Activity:
Each record is to be transcribed in full and exactly.
-------- Entries shown --------
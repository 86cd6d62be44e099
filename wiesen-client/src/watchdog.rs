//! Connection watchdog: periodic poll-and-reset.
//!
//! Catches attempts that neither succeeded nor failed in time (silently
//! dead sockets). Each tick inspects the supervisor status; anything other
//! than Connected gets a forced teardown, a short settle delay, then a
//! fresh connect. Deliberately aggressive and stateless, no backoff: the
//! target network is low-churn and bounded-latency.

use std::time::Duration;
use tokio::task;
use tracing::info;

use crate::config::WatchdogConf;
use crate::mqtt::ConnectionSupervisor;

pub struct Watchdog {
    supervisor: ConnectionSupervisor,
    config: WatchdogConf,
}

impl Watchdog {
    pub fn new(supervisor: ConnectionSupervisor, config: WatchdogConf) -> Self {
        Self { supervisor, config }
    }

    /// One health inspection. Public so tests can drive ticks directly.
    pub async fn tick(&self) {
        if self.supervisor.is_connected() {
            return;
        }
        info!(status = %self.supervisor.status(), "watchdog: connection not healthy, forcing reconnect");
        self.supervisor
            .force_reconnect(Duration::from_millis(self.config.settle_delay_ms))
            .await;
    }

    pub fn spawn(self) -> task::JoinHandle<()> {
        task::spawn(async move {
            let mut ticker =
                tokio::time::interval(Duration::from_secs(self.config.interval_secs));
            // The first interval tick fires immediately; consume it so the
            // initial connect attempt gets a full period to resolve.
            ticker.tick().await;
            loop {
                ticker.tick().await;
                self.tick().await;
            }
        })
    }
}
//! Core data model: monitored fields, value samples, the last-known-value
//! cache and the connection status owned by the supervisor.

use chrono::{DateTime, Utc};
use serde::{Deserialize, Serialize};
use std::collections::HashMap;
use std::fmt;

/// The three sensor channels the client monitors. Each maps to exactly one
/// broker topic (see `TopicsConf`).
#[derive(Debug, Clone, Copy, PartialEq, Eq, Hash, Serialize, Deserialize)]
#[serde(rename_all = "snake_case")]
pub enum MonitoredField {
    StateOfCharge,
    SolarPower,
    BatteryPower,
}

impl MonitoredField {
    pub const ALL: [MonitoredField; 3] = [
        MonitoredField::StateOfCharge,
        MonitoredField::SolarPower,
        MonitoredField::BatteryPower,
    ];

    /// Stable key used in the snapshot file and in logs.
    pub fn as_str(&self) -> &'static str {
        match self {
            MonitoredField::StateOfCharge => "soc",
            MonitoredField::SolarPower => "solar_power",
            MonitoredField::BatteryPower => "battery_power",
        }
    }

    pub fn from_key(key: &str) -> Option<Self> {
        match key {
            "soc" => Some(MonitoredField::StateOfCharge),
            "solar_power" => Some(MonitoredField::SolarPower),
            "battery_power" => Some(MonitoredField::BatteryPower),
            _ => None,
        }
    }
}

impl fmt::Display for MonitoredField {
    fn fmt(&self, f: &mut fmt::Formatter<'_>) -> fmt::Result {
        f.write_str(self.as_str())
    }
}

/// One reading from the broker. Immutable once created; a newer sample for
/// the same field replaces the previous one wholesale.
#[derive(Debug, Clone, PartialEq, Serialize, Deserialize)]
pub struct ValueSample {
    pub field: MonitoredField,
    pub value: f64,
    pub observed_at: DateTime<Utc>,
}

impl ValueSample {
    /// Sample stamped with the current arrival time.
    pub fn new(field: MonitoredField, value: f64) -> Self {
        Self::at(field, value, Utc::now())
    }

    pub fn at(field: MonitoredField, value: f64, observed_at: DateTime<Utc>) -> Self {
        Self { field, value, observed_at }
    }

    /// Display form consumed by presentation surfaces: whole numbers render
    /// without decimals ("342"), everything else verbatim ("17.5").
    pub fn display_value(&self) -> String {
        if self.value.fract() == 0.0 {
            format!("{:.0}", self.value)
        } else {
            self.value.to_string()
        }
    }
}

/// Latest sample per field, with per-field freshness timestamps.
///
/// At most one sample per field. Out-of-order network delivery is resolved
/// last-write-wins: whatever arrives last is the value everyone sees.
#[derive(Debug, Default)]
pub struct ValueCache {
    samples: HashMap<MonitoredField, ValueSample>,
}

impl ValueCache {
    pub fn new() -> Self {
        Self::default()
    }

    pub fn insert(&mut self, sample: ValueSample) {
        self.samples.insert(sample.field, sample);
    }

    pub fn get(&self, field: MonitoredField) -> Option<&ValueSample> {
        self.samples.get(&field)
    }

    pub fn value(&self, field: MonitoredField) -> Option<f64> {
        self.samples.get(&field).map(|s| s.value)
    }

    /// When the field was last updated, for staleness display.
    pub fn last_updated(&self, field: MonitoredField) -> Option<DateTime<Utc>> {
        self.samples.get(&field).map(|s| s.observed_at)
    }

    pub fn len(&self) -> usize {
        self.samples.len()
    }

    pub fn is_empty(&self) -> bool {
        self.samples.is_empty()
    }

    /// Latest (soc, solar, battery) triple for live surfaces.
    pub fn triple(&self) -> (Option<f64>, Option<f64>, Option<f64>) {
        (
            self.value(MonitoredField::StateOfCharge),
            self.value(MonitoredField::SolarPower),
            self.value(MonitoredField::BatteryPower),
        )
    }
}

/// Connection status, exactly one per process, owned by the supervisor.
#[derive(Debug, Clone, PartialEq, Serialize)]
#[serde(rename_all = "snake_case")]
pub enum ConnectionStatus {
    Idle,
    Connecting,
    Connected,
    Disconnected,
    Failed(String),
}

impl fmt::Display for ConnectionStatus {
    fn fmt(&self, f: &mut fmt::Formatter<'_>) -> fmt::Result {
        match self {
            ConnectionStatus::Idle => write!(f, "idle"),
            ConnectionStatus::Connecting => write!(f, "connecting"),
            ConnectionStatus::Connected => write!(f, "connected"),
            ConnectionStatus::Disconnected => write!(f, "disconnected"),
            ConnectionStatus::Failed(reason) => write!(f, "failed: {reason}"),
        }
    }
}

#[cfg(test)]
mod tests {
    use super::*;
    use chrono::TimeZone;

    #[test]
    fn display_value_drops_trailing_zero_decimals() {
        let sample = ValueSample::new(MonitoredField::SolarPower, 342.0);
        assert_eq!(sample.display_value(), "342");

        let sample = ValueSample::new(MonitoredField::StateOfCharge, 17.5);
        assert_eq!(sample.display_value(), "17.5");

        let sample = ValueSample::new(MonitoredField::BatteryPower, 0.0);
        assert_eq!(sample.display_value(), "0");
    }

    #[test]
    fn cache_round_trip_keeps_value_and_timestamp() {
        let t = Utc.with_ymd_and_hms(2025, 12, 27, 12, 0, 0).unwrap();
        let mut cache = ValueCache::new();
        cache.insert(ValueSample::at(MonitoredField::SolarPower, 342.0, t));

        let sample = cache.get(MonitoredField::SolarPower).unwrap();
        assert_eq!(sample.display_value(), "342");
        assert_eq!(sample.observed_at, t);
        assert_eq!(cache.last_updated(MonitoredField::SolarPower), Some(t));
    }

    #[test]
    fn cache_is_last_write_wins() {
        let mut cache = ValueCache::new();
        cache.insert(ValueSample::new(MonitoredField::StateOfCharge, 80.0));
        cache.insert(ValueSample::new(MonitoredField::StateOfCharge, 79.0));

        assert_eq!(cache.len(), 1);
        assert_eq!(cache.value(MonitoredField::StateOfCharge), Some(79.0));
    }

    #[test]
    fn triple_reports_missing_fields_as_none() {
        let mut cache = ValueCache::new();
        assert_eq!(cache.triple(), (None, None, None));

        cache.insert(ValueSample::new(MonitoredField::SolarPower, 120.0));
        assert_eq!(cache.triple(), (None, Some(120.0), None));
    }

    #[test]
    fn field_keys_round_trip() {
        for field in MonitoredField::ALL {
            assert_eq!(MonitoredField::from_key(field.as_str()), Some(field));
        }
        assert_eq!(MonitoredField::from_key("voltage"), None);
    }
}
--------
Solution for this task:
repository 86cd6d62be44e099
filename wiesen-client/src/watchdog.rs
//! Connection watchdog: periodic poll-and-reset.
//!
//! Catches attempts that neither succeeded nor failed in time (silently
//! dead sockets). Each tick inspects the supervisor status; anything other
//! than Connected gets a forced teardown, a short settle delay, then a
//! fresh connect. Deliberately aggressive and stateless, no backoff: the
//! target network is low-churn and bounded-latency.

use std::time::Duration;
use tokio::task;
use tracing::info;

use crate::config::WatchdogConf;
use crate::mqtt::ConnectionSupervisor;

pub struct Watchdog {
    supervisor: ConnectionSupervisor,
    config: WatchdogConf,
}

impl Watchdog {
    pub fn new(supervisor: ConnectionSupervisor, config: WatchdogConf) -> Self {
        Self { supervisor, config }
    }

    /// One health inspection. Public so tests can drive ticks directly.
    pub async fn tick(&self) {
        if self.supervisor.is_connected() {
            return;
        }
        info!(status = %self.supervisor.status(), "watchdog: connection not healthy, forcing reconnect");
        self.supervisor
            .force_reconnect(Duration::from_millis(self.config.settle_delay_ms))
            .await;
    }

    pub fn spawn(self) -> task::JoinHandle<()> {
        task::spawn(async move {
            let mut ticker =
                tokio::time::interval(Duration::from_secs(self.config.interval_secs));
            // The first interval tick fires immediately; consume it so the
            // initial connect attempt gets a full period to resolve.
            ticker.tick().await;
            loop {
                ticker.tick().await;
                self.tick().await;
            }
        })
    }
}
//! Core data model: monitored fields, value samples, the last-known-value
//! cache and the connection status owned by the supervisor.

use chrono::{DateTime, Utc};
use serde::{Deserialize, Serialize};
use std::collections::HashMap;
use std::fmt;

/// The three sensor channels the client monitors. Each maps to exactly one
/// broker topic (see `TopicsConf`).
#[derive(Debug, Clone, Copy, PartialEq, Eq, Hash, Serialize, Deserialize)]
#[serde(rename_all = "snake_case")]
pub enum MonitoredField {
    StateOfCharge,
    SolarPower,
    BatteryPower,
}

impl MonitoredField {
    pub const ALL: [MonitoredField; 3] = [
        MonitoredField::StateOfCharge,
        MonitoredField::SolarPower,
        MonitoredField::BatteryPower,
    ];

    /// Stable key used in the snapshot file and in logs.
    pub fn as_str(&self) -> &'static str {
        match self {
            MonitoredField::StateOfCharge => "soc",
            MonitoredField::SolarPower => "solar_power",
            MonitoredField::BatteryPower => "battery_power",
        }
    }

    pub fn from_key(key: &str) -> Option<Self> {
        match key {
            "soc" => Some(MonitoredField::StateOfCharge),
            "solar_power" => Some(MonitoredField::SolarPower),
            "battery_power" => Some(MonitoredField::BatteryPower),
            _ => None,
        }
    }
}

impl fmt::Display for MonitoredField {
    fn fmt(&self, f: &mut fmt::Formatter<'_>) -> fmt::Result {
        f.write_str(self.as_str())
    }
}

/// One reading from the broker. Immutable once created; a newer sample for
/// the same field replaces the previous one wholesale.
#[derive(Debug, Clone, PartialEq, Serialize, Deserialize)]
pub struct ValueSample {
    pub field: MonitoredField,
    pub value: f64,
    pub observed_at: DateTime<Utc>,
}

impl ValueSample {
    /// Sample stamped with the current arrival time.
    pub fn new(field: MonitoredField, value: f64) -> Self {
        Self::at(field, value, Utc::now())
    }

    pub fn at(field: MonitoredField, value: f64, observed_at: DateTime<Utc>) -> Self {
        Self { field, value, observed_at }
    }

    /// Display form consumed by presentation surfaces: whole numbers render
    /// without decimals ("342"), everything else verbatim ("17.5").
    pub fn display_value(&self) -> String {
        if self.value.fract() == 0.0 {
            format!("{:.0}", self.value)
        } else {
            self.value.to_string()
        }
    }
}

/// Latest sample per field, with per-field freshness timestamps.
///
/// At most one sample per field. Out-of-order network delivery is resolved
/// last-write-wins: whatever arrives last is the value everyone sees.
#[derive(Debug, Default)]
pub struct ValueCache {
    samples: HashMap<MonitoredField, ValueSample>,
}

impl ValueCache {
    pub fn new() -> Self {
        Self::default()
    }

    pub fn insert(&mut self, sample: ValueSample) {
        self.samples.insert(sample.field, sample);
    }

    pub fn get(&self, field: MonitoredField) -> Option<&ValueSample> {
        self.samples.get(&field)
    }

    pub fn value(&self, field: MonitoredField) -> Option<f64> {
        self.samples.get(&field).map(|s| s.value)
    }

    /// When the field was last updated, for staleness display.
    pub fn last_updated(&self, field: MonitoredField) -> Option<DateTime<Utc>> {
        self.samples.get(&field).map(|s| s.observed_at)
    }

    pub fn len(&self) -> usize {
        self.samples.len()
    }

    pub fn is_empty(&self) -> bool {
        self.samples.is_empty()
    }

    /// Latest (soc, solar, battery) triple for live surfaces.
    pub fn triple(&self) -> (Option<f64>, Option<f64>, Option<f64>) {
        (
            self.value(MonitoredField::StateOfCharge),
            self.value(MonitoredField::SolarPower),
            self.value(MonitoredField::BatteryPower),
        )
    }
}

/// Connection status, exactly one per process, owned by the supervisor.
#[derive(Debug, Clone, PartialEq, Serialize)]
#[serde(rename_all = "snake_case")]
pub enum ConnectionStatus {
    Idle,
    Connecting,
    Connected,
    Disconnected,
    Failed(String),
}

impl fmt::Display for ConnectionStatus {
    fn fmt(&self, f: &mut fmt::Formatter<'_>) -> fmt::Result {
        match self {
            ConnectionStatus::Idle => write!(f, "idle"),
            ConnectionStatus::Connecting => write!(f, "connecting"),
            ConnectionStatus::Connected => write!(f, "connected"),
            ConnectionStatus::Disconnected => write!(f, "disconnected"),
            ConnectionStatus::Failed(reason) => write!(f, "failed: {reason}"),
        }
    }
}

#[cfg(test)]
mod tests {
    use super::*;
    use chrono::TimeZone;

    #[test]
    fn display_value_drops_trailing_zero_decimals() {
        let sample = ValueSample::new(MonitoredField::SolarPower, 342.0);
        assert_eq!(sample.display_value(), "342");

        let sample = ValueSample::new(MonitoredField::StateOfCharge, 17.5);
        assert_eq!(sample.display_value(), "17.5");

        let sample = ValueSample::new(MonitoredField::BatteryPower, 0.0);
        assert_eq!(sample.display_value(), "0");
    }

    #[test]
    fn cache_round_trip_keeps_value_and_timestamp() {
        let t = Utc.with_ymd_and_hms(2025, 12, 27, 12, 0, 0).unwrap();
        let mut cache = ValueCache::new();
        cache.insert(ValueSample::at(MonitoredField::SolarPower, 342.0, t));

        let sample = cache.get(MonitoredField::SolarPower).unwrap();
        assert_eq!(sample.display_value(), "342");
        assert_eq!(sample.observed_at, t);
        assert_eq!(cache.last_updated(MonitoredField::SolarPower), Some(t));
    }

    #[test]
    fn cache_is_last_write_wins() {
        let mut cache = ValueCache::new();
        cache.insert(ValueSample::new(MonitoredField::StateOfCharge, 80.0));
        cache.insert(ValueSample::new(MonitoredField::StateOfCharge, 79.0));

        assert_eq!(cache.len(), 1);
        assert_eq!(cache.value(MonitoredField::StateOfCharge), Some(79.0));
    }

    #[test]
    fn triple_reports_missing_fields_as_none() {
        let mut cache = ValueCache::new();
        assert_eq!(cache.triple(), (None, None, None));

        cache.insert(ValueSample::new(MonitoredField::SolarPower, 120.0));
        assert_eq!(cache.triple(), (None, Some(120.0), None));
    }

    #[test]
    fn field_keys_round_trip() {
        for field in MonitoredField::ALL {
            assert_eq!(MonitoredField::from_key(field.as_str()), Some(field));
        }
        assert_eq!(MonitoredField::from_key("voltage"), None);
    }
}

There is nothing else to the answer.